March 20, 2017

Hmm... Interesting... I Had No Idea! Did You Know Onion Is One Of The Healthiest Foods You Can Eat? And A Sack Of Onions Doesn't Cost Much. Answer To World Hunger And Sickness.

written by Dr. Mercola

Eighty-seven percent of U.S. adults say they like onions, which is great news since they're one of the healthiest foods you can eat. Rich in vitamin C, sulphuric compounds, flavonoids, and other phytochemicals, an onion a day may help keep the doctor away.

Onions are surprisingly high in beneficial polyphenols, which play an important role in preventing and reducing the progression of diabetes, cancer, and neurodegenerative and cardiovascular diseases.

Polyphenols also play an important role as a prebiotic, increasing the ratio of beneficial bacteria in your gut, which is important for health, weight management, and disease prevention.

Onions contain more polyphenols than even garlic or leeks, and are one of the best sources of a type of polyphenol called flavonoids, especially the flavonoid quercetin.

Onions Provide Disease-Fighting Quercetin

Quercetin is a powerful antioxidant with anti-inflammatory properties that may help fight chronic diseases like heart disease and cancer.
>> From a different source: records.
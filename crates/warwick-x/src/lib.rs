//! Warwick's client for X.
//!
//! - Posting text and media as the account described by an `AuthenticationBundle`
//! - OAuth 1.0a (HMAC-SHA1) request signing
//! - Chunked media upload (INIT / APPEND / FINALIZE / STATUS)
//! - Streaming remote media into memory before upload

pub mod client;
pub mod error;
pub mod media;
pub mod oauth;
pub mod upload;

pub use client::{Account, API_BASE, MAX_MEDIA_PER_POST, UPLOAD_BASE, post_url};
pub use error::{Result, XError};
pub use media::{MAX_MEDIA_BYTES, fetch_bytes, fetch_bytes_limited, filename_from_url};
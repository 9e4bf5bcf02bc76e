use std::fmt;

use serde::{Deserialize, Serialize};

/// Seconds the bot watches a message for reactions when a server never set its own window.
pub const DEFAULT_REACTION_OBSERVING_TIMEOUT_SECS: i64 = 300;

/// The five credentials needed to act as a user on X.
///
/// Either all five are known or the server has no usable bundle; there is no partial form.
#[derive(Clone, PartialEq, Eq, Serialize, Deserialize)]
pub struct AuthenticationBundle {
    pub bearer_token: String,
    pub api_key: String,
    pub api_key_secret: String,
    pub access_token: String,
    pub access_token_secret: String,
}

// Secrets stay out of logs.
impl fmt::Debug for AuthenticationBundle {
    fn fmt(&self, f: &mut fmt::Formatter<'_>) -> fmt::Result {
        f.debug_struct("AuthenticationBundle")
            .field("bearer_token", &"<redacted>")
            .field("api_key", &self.api_key)
            .field("api_key_secret", &"<redacted>")
            .field("access_token", &"<redacted>")
            .field("access_token_secret", &"<redacted>")
            .finish()
    }
}

/// Snapshot of one server's configuration row.
#[derive(Debug, Clone, PartialEq, Eq, Serialize, Deserialize)]
pub struct ServerConfig {
    pub id: String,
    pub trigger_emoji: Option<String>,
    pub emoji_reaction_threshold: Option<i64>,
    pub reaction_observing_timeout_secs: i64,
    /// True when all five credential columns are populated.
    pub credentials_configured: bool,
}

#[cfg(test)]
mod tests {
    use super::*;

    fn bundle() -> AuthenticationBundle {
        AuthenticationBundle {
            bearer_token: "bearer".into(),
            api_key: "key".into(),
            api_key_secret: "key-secret".into(),
            access_token: "token".into(),
            access_token_secret: "token-secret".into(),
        }
    }

    #[test]
    fn debug_redacts_secrets() {
        let rendered = format!("{:?}", bundle());
        assert!(rendered.contains("key"));
        assert!(!rendered.contains("key-secret"));
        assert!(!rendered.contains("token-secret"));
        assert!(!rendered.contains("bearer\""));
    }

    #[test]
    fn bundle_serializes_with_plain_field_names() {
        let json = serde_json::to_value(bundle()).unwrap();
        assert_eq!(json["api_key"], "key");
        assert_eq!(json["access_token_secret"], "token-secret");
    }
}
pub mod api;
pub mod models;
use std::collections::HashSet;

use anyhow::Result;
use rusqlite::Connection;
use tracing::info;

use crate::models::{Column, TABLE};

/// Bring the schema up to date. Safe to run against a store that is already
/// current, and against `server_configs` tables created before versioning existed.
pub fn run(conn: &Connection) -> Result<()> {
    conn.execute_batch("CREATE TABLE IF NOT EXISTS schema_version (version INTEGER NOT NULL);")?;

    let version: i64 =
        conn.query_row("SELECT COALESCE(MAX(version), 0) FROM schema_version", [], |r| {
            r.get(0)
        })?;

    if version < 1 {
        info!("Config store: running migration v1 (initial schema)");
        let tx = conn.unchecked_transaction()?;
        tx.execute_batch(&format!(
            "
            CREATE TABLE IF NOT EXISTS {TABLE} (
                {} TEXT PRIMARY KEY,
                {} TEXT,
                {} INTEGER,
                {} INTEGER,
                {} TEXT,
                {} TEXT,
                {} TEXT,
                {} TEXT,
                {} TEXT
            );

            INSERT INTO schema_version (version) VALUES (1);
            ",
            Column::Id,
            Column::TriggerEmoji,
            Column::EmojiReactionThreshhold,
            Column::ReactionObservingTimeoutSecs,
            Column::ApiKey,
            Column::ApiKeySecret,
            Column::BearerToken,
            Column::AccessToken,
            Column::AccessTokenSecret,
        ))?;
        tx.commit()?;
    }

    if version < 2 {
        // Tables from earlier revisions survive v1 untouched and may lack columns.
        let tx = conn.unchecked_transaction()?;
        let existing = existing_columns(&tx)?;
        for col in Column::ALL {
            if !existing.contains(col.as_str()) {
                info!("Config store: adding missing column {}", col);
                tx.execute_batch(&format!(
                    "ALTER TABLE {TABLE} ADD COLUMN {} {};",
                    col,
                    col.sql_type().as_str()
                ))?;
            }
        }

        // The first release prefixed credential columns with `x_`.
        for col in Column::AUTH {
            let legacy = format!("x_{}", col);
            if existing.contains(&legacy) {
                let copied = tx.execute(
                    &format!("UPDATE {TABLE} SET {col} = {legacy} WHERE {col} IS NULL AND {legacy} IS NOT NULL"),
                    [],
                )?;
                info!("Config store: carried {} value(s) from {} into {}", copied, legacy, col);
            }
        }

        tx.execute("INSERT INTO schema_version (version) VALUES (2)", [])?;
        tx.commit()?;
        info!("Config store: migration v2 complete");
    }

    Ok(())
}

fn existing_columns(conn: &Connection) -> Result<HashSet<String>> {
    let mut stmt = conn.prepare(&format!("PRAGMA table_info({TABLE})"))?;
    let names = stmt
        .query_map([], |row| row.get::<_, String>(1))?
        .collect::<std::result::Result<HashSet<_>, _>>()?;
    Ok(names)
}
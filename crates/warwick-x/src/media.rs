use bytes::{Bytes, BytesMut};
use futures_util::StreamExt;
use reqwest::{Client, Url};
use tracing::debug;

use crate::error::{Result, XError, check_status};
use crate::upload::SEGMENT_SIZE;

/// Largest media body buffered for upload (X's video ceiling).
pub const MAX_MEDIA_BYTES: usize = 512 * 1024 * 1024;

/// GET `url` and buffer the whole streamed body in memory.
pub async fn fetch_bytes(client: &Client, url: &str) -> Result<Bytes> {
    fetch_bytes_limited(client, url, MAX_MEDIA_BYTES).await
}

/// Like [`fetch_bytes`], failing with [`XError::MediaTooLarge`] once the body
/// is known to exceed `limit` bytes.
pub async fn fetch_bytes_limited(client: &Client, url: &str, limit: usize) -> Result<Bytes> {
    let resp = check_status(client.get(url).send().await?).await?;

    // Content-Length is the sender's claim; it only sizes the first allocation.
    let announced = resp.content_length().unwrap_or(0);
    if announced > limit as u64 {
        return Err(XError::MediaTooLarge {
            url: url.to_string(),
            limit,
        });
    }

    let mut buf = BytesMut::with_capacity((announced as usize).min(SEGMENT_SIZE));
    let mut stream = resp.bytes_stream();
    while let Some(chunk) = stream.next().await {
        let chunk = chunk?;
        if buf.len() + chunk.len() > limit {
            return Err(XError::MediaTooLarge {
                url: url.to_string(),
                limit,
            });
        }
        buf.extend_from_slice(&chunk);
    }

    debug!("Fetched {} bytes from {}", buf.len(), url);
    Ok(buf.freeze())
}

/// Last non-empty path segment of `url`, percent-decoded, used as the upload
/// filename. Falls back to `media`.
pub fn filename_from_url(url: &str) -> String {
    Url::parse(url)
        .ok()
        .and_then(|u| {
            u.path_segments()?
                .filter(|s| !s.is_empty())
                .last()
                .map(|s| {
                    urlencoding::decode(s)
                        .map(|decoded| decoded.into_owned())
                        .unwrap_or_else(|_| s.to_string())
                })
        })
        .unwrap_or_else(|| "media".to_string())
}

#[cfg(test)]
mod tests {
    use super::*;
    use tokio::io::{AsyncReadExt, AsyncWriteExt};
    use tokio::net::TcpListener;
    use wiremock::matchers::{method, path};
    use wiremock::{Mock, MockServer, ResponseTemplate};

    /// Serve one raw HTTP response, whatever the request.
    async fn serve_raw(response: &'static [u8]) -> String {
        let listener = TcpListener::bind("127.0.0.1:0").await.unwrap();
        let addr = listener.local_addr().unwrap();
        tokio::spawn(async move {
            let (mut socket, _) = listener.accept().await.unwrap();
            let mut request = [0u8; 4096];
            let _ = socket.read(&mut request).await;
            let _ = socket.write_all(response).await;
            let _ = socket.shutdown().await;
        });
        format!("http://{}/cat.png", addr)
    }

    #[tokio::test]
    async fn buffers_entire_body() {
        let server = MockServer::start().await;
        let payload: Vec<u8> = (0..=255u8).cycle().take(256 * 1024).collect();
        Mock::given(method("GET"))
            .and(path("/cat.png"))
            .respond_with(ResponseTemplate::new(200).set_body_bytes(payload.clone()))
            .mount(&server)
            .await;

        let bytes = fetch_bytes(&Client::new(), &format!("{}/cat.png", server.uri()))
            .await
            .unwrap();
        assert_eq!(bytes.as_ref(), payload.as_slice());
    }

    #[tokio::test]
    async fn missing_media_is_an_error() {
        let server = MockServer::start().await;
        Mock::given(method("GET"))
            .respond_with(ResponseTemplate::new(404))
            .mount(&server)
            .await;

        let err = fetch_bytes(&Client::new(), &format!("{}/gone.png", server.uri()))
            .await
            .unwrap_err();
        assert!(matches!(err, XError::Api { status, .. } if status.as_u16() == 404));
    }

    #[tokio::test]
    async fn huge_announced_length_is_rejected_without_allocating() {
        let url = serve_raw(
            b"HTTP/1.1 200 OK\r\nContent-Length: 9223372036854775000\r\nConnection: close\r\n\r\nabc",
        )
        .await;

        let err = fetch_bytes(&Client::new(), &url).await.unwrap_err();
        assert!(matches!(err, XError::MediaTooLarge { limit, .. } if limit == MAX_MEDIA_BYTES));
    }

    #[tokio::test]
    async fn chunked_body_over_limit_is_rejected() {
        let url = serve_raw(
            b"HTTP/1.1 200 OK\r\nTransfer-Encoding: chunked\r\nConnection: close\r\n\r\n14\r\n01234567890123456789\r\n0\r\n\r\n",
        )
        .await;

        let err = fetch_bytes_limited(&Client::new(), &url, 10).await.unwrap_err();
        assert!(matches!(err, XError::MediaTooLarge { limit: 10, .. }));
    }

    #[tokio::test]
    async fn body_within_limit_is_kept() {
        let url = serve_raw(b"HTTP/1.1 200 OK\r\nContent-Length: 3\r\nConnection: close\r\n\r\nabc").await;

        let bytes = fetch_bytes_limited(&Client::new(), &url, 3).await.unwrap();
        assert_eq!(bytes.as_ref(), b"abc");
    }

    #[test]
    fn filenames() {
        assert_eq!(filename_from_url("https://cdn.example.com/a/b/cat.png"), "cat.png");
        assert_eq!(filename_from_url("https://cdn.example.com/cat.gif?width=100"), "cat.gif");
        assert_eq!(filename_from_url("https://cdn.example.com/dir/"), "dir");
        assert_eq!(filename_from_url("https://cdn.example.com/my%20cat.png"), "my cat.png");
        assert_eq!(filename_from_url("https://cdn.example.com"), "media");
        assert_eq!(filename_from_url("https://cdn.example.com/"), "media");
        assert_eq!(filename_from_url("not a url"), "media");
    }
}
//! Chunked media upload: INIT, one APPEND per segment, FINALIZE, then STATUS
//! polling while X processes the media.

use std::time::Duration;

use bytes::Bytes;
use reqwest::Method;
use reqwest::multipart::{Form, Part};
use tracing::{debug, info};

use warwick_types::api::{MediaUploadResponse, ProcessingInfo, ProcessingState};

use crate::client::Account;
use crate::error::{Result, XError, check_status, decode};

/// Largest segment X accepts in a single APPEND.
pub const SEGMENT_SIZE: usize = 4 * 1024 * 1024;

/// STATUS checks made before giving up on media that never finishes processing.
pub const MAX_STATUS_POLLS: u32 = 60;

/// Longest single wait between STATUS checks, whatever `check_after_secs` asks for.
pub const MAX_CHECK_AFTER_SECS: u64 = 30;

const UPLOAD_PATH: &str = "/1.1/media/upload.json";

/// MIME type guessed from the filename extension.
pub fn media_type_for(filename: &str) -> &'static str {
    let ext = filename
        .rsplit_once('.')
        .map(|(_, ext)| ext.to_ascii_lowercase())
        .unwrap_or_default();

    match ext.as_str() {
        "jpg" | "jpeg" => "image/jpeg",
        "png" => "image/png",
        "gif" => "image/gif",
        "webp" => "image/webp",
        "mp4" => "video/mp4",
        "mov" => "video/quicktime",
        _ => "application/octet-stream",
    }
}

/// Upload category X wants alongside the media type.
pub fn media_category_for(media_type: &str) -> &'static str {
    if media_type == "image/gif" {
        "tweet_gif"
    } else if media_type.starts_with("video/") {
        "tweet_video"
    } else {
        "tweet_image"
    }
}

impl Account {
    /// Upload `bytes` and wait until X has finished processing them. Returns the media id.
    pub async fn upload_media(&self, bytes: Bytes, filename: &str) -> Result<String> {
        let url = format!("{}{}", self.upload_base, UPLOAD_PATH);
        let media_type = media_type_for(filename);
        let total_bytes = bytes.len().to_string();

        // INIT
        let init_params = [
            ("command", "INIT"),
            ("total_bytes", total_bytes.as_str()),
            ("media_type", media_type),
            ("media_category", media_category_for(media_type)),
        ];
        let resp = self
            .signed(Method::POST, &url, &init_params)?
            .form(&init_params)
            .send()
            .await?;
        let init: MediaUploadResponse = decode(resp).await?;
        let media_id = init.media_id_string;
        info!("Uploading {} ({} bytes) as media {}", filename, total_bytes, media_id);

        // APPEND
        for (index, segment) in bytes.chunks(SEGMENT_SIZE).enumerate() {
            let segment_index = index.to_string();
            let query = [
                ("command", "APPEND"),
                ("media_id", media_id.as_str()),
                ("segment_index", segment_index.as_str()),
            ];
            let part = Part::bytes(segment.to_vec())
                .file_name(filename.to_string())
                .mime_str(media_type)?;

            let resp = self
                .signed(Method::POST, &url, &query)?
                .query(&query)
                .multipart(Form::new().part("media", part))
                .send()
                .await?;
            check_status(resp).await?;
            debug!("Appended segment {} of media {}", segment_index, media_id);
        }

        // FINALIZE
        let finalize_params = [("command", "FINALIZE"), ("media_id", media_id.as_str())];
        let resp = self
            .signed(Method::POST, &url, &finalize_params)?
            .form(&finalize_params)
            .send()
            .await?;
        let finalized: MediaUploadResponse = decode(resp).await?;

        self.wait_for_processing(&url, &media_id, finalized.processing_info)
            .await?;

        Ok(media_id)
    }

    async fn wait_for_processing(
        &self,
        url: &str,
        media_id: &str,
        mut processing: Option<ProcessingInfo>,
    ) -> Result<()> {
        let mut polls = 0;
        while let Some(info) = processing {
            match info.state {
                ProcessingState::Succeeded => return Ok(()),
                ProcessingState::Failed => {
                    let message = info
                        .error
                        .and_then(|e| e.message.or(e.name))
                        .unwrap_or_else(|| "unknown error".to_string());
                    return Err(XError::MediaProcessing {
                        media_id: media_id.to_string(),
                        message,
                    });
                }
                ProcessingState::Pending | ProcessingState::InProgress => {
                    if polls == MAX_STATUS_POLLS {
                        return Err(XError::MediaProcessing {
                            media_id: media_id.to_string(),
                            message: format!("still processing after {} status checks", polls),
                        });
                    }
                    polls += 1;

                    let wait = info.check_after_secs.unwrap_or(1).min(MAX_CHECK_AFTER_SECS);
                    debug!(
                        "Media {} processing ({}%), checking again in {}s",
                        media_id,
                        info.progress_percent.unwrap_or(0),
                        wait
                    );
                    tokio::time::sleep(Duration::from_secs(wait)).await;

                    let query = [("command", "STATUS"), ("media_id", media_id)];
                    let resp = self
                        .signed(Method::GET, url, &query)?
                        .query(&query)
                        .send()
                        .await?;
                    let status: MediaUploadResponse = decode(resp).await?;
                    processing = status.processing_info;
                }
            }
        }

        Ok(())
    }
}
In lab studies, quercetin was shown to prevent histamine release (histamines are the chemicals that cause allergic reactions.

This makes quercetin-rich foods like onions "natural antihistamines." In addition, quercetin may:

While apples and tea also contain quercetin, onions appear to be a particularly good source. Research from Wageningen Agricultural University in the Netherlands showed quercetin absorption from onions is double that from tea and three times that from apples.

Research from the University also showed consuming onions leads to increased quercetin concentrations in the blood. As reported by The World's Healthiest Foods:
"… [O]n an ounce-for-ounce basis, onions rank in the top 10 of commonly eaten vegetables in their quercetin content. The flavonoid content of onions can vary widely, depending on the exact variety and growing conditions.

Although the average onion is likely to contain less than 100 milligrams of quercetin per 3-1/2 ounces, some onions do provide this amount.

And while 100 milligrams may not sound like a lot, in the United States, moderate vegetable eaters average only twice this amount for all flavonoids (not just quercetin) from all vegetables per day."
Quercetin is available in supplement form, but there are a couple of reasons why getting this flavonoid from onions makes more sense:
One animal study found that animals received greater protection against oxidative stress when they consumed yellow onion in their diet as opposed to consuming quercetin extracts.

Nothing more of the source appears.